• _Work item_: Would you copy the line that includes "matching how the" and every line that follows it, down to the last line of the listing below, exactly as they stand?

• _Source data_:
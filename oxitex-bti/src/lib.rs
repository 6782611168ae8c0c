//! # OxiTex-BTI: Pure Rust BTI Texture Decoding
//!
//! This crate decodes the BTI texture container format used by GameCube/Wii
//! titles, covering all eleven image formats of that GPU generation,
//! including the palette-indexed formats and the CMPR block compression.
//!
//! ## Features
//!
//! - **Pure Rust**: No C dependencies, 100% safe Rust
//! - **Yaz0 aware**: Compressed `.bti` files are unwrapped transparently
//! - **Embedded headers**: Decode textures inside container files via a
//!   caller-supplied header offset
//! - **`parallel`**: Optional rayon-backed block decoding
//!
//! Only the base image level is decoded. Mipmap levels are accounted for
//! when sizing the image data region but their pixels are never read.
//!
//! ## Example
//!
//! ```rust
//! use oxitex_bti::{ImageFormat, decode};
//!
//! // A minimal 8x4 I8 texture: 0x20-byte header + one 32-byte block.
//! let mut data = vec![0u8; 0x40];
//! data[0x00] = 0x01; // I8
//! data[0x03] = 8; // width
//! data[0x05] = 4; // height
//! data[0x1F] = 0x20; // image data offset
//! data[0x20..0x40].fill(0x80);
//!
//! let texture = decode(&data, 0).unwrap();
//! assert_eq!(texture.header.format, ImageFormat::I8);
//! assert_eq!(texture.pixels.pixel(0, 0).r, 0x80);
//! ```

#![warn(missing_docs)]
#![warn(clippy::all)]
#![forbid(unsafe_code)]
#![allow(clippy::module_name_repetitions)]

mod block;
mod color;
mod header;
mod image;
mod palette;

pub use block::{BlockPixels, decode_block};
pub use color::{
    Rgba, expand_3_to_8, expand_4_to_8, expand_5_to_8, expand_6_to_8, rgb5a3_to_color,
    rgb565_to_color,
};
pub use header::{BtiHeader, FilterMode, ImageFormat, PaletteFormat, WrapMode};
pub use image::PixelBuffer;
pub use oxitex_core::error::{OxiTexError, Result};
pub use palette::Palette;

use oxitex_core::ByteReader;

/// A decoded texture: the parsed header and the base-level pixels.
#[derive(Debug, Clone)]
pub struct BtiTexture {
    /// The parsed texture header.
    pub header: BtiHeader,
    /// Base-level image, RGBA8.
    pub pixels: PixelBuffer,
}

/// Parse a BTI header at `header_offset` without decoding any pixels.
///
/// The input may be Yaz0-compressed; it is unwrapped first.
pub fn parse_header(data: &[u8], header_offset: usize) -> Result<BtiHeader> {
    let data = oxitex_yaz0::decompress(data)?;
    BtiHeader::parse(&ByteReader::new(&data), header_offset)
}

/// Decode a BTI texture at `header_offset`.
///
/// The full pipeline: Yaz0 unwrap (pass-through for raw buffers), header
/// parse, palette decode for indexed formats, then block-by-block assembly
/// of the base image level.
pub fn decode(data: &[u8], header_offset: usize) -> Result<BtiTexture> {
    let data = oxitex_yaz0::decompress(data)?;
    let reader = ByteReader::new(&data);
    let header = BtiHeader::parse(&reader, header_offset)?;
    let palette = decode_palette(&reader, &header, header_offset)?;
    let image_data = base_image_data(&reader, &header, header_offset)?;
    let pixels = image::assemble(&header, image_data, &palette)?;
    Ok(BtiTexture { header, pixels })
}

/// Decode a BTI texture with parallel block decoding.
///
/// Produces output identical to [`decode`].
#[cfg(feature = "parallel")]
pub fn decode_parallel(data: &[u8], header_offset: usize) -> Result<BtiTexture> {
    let data = oxitex_yaz0::decompress(data)?;
    let reader = ByteReader::new(&data);
    let header = BtiHeader::parse(&reader, header_offset)?;
    let palette = decode_palette(&reader, &header, header_offset)?;
    let image_data = base_image_data(&reader, &header, header_offset)?;
    let pixels = image::assemble_parallel(&header, image_data, &palette)?;
    Ok(BtiTexture { header, pixels })
}

/// Decode the palette region, or an empty palette for non-indexed formats.
fn decode_palette(
    reader: &ByteReader<'_>,
    header: &BtiHeader,
    header_offset: usize,
) -> Result<Palette> {
    if !header.format.uses_palette() {
        return Ok(Palette::empty());
    }
    let offset = header_offset + header.palette_data_offset as usize;
    let palette_data = reader.read_bytes(offset, header.palette_data_size())?;
    Palette::decode(
        palette_data,
        header.palette_format,
        header.color_count,
        header.format,
    )
}

/// Slice the image data region and trim it to the base level.
///
/// The full region (mipmaps included) must be in bounds, matching how the
/// data is laid out on disk; only the base-level prefix is decoded.
fn base_image_data<'a>(
    reader: &ByteReader<'a>,
    header: &BtiHeader,
    header_offset: usize,
) -> Result<&'a [u8]> {
    let offset = header_offset + header.image_data_offset as usize;
    let region = reader.read_bytes(offset, header.image_data_size())?;
    Ok(&region[..header.base_image_data_size()])
}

• _Response area_:
/// The full region (mipmaps included) must be in bounds, matching how the
/// data is laid out on disk; only the base-level prefix is decoded.
fn base_image_data<'a>(
    reader: &ByteReader<'a>,
    header: &BtiHeader,
    header_offset: usize,
) -> Result<&'a [u8]> {
    let offset = header_offset + header.image_data_offset as usize;
    let region = reader.read_bytes(offset, header.image_data_size())?;
    Ok(&region[..header.base_image_data_size()])
}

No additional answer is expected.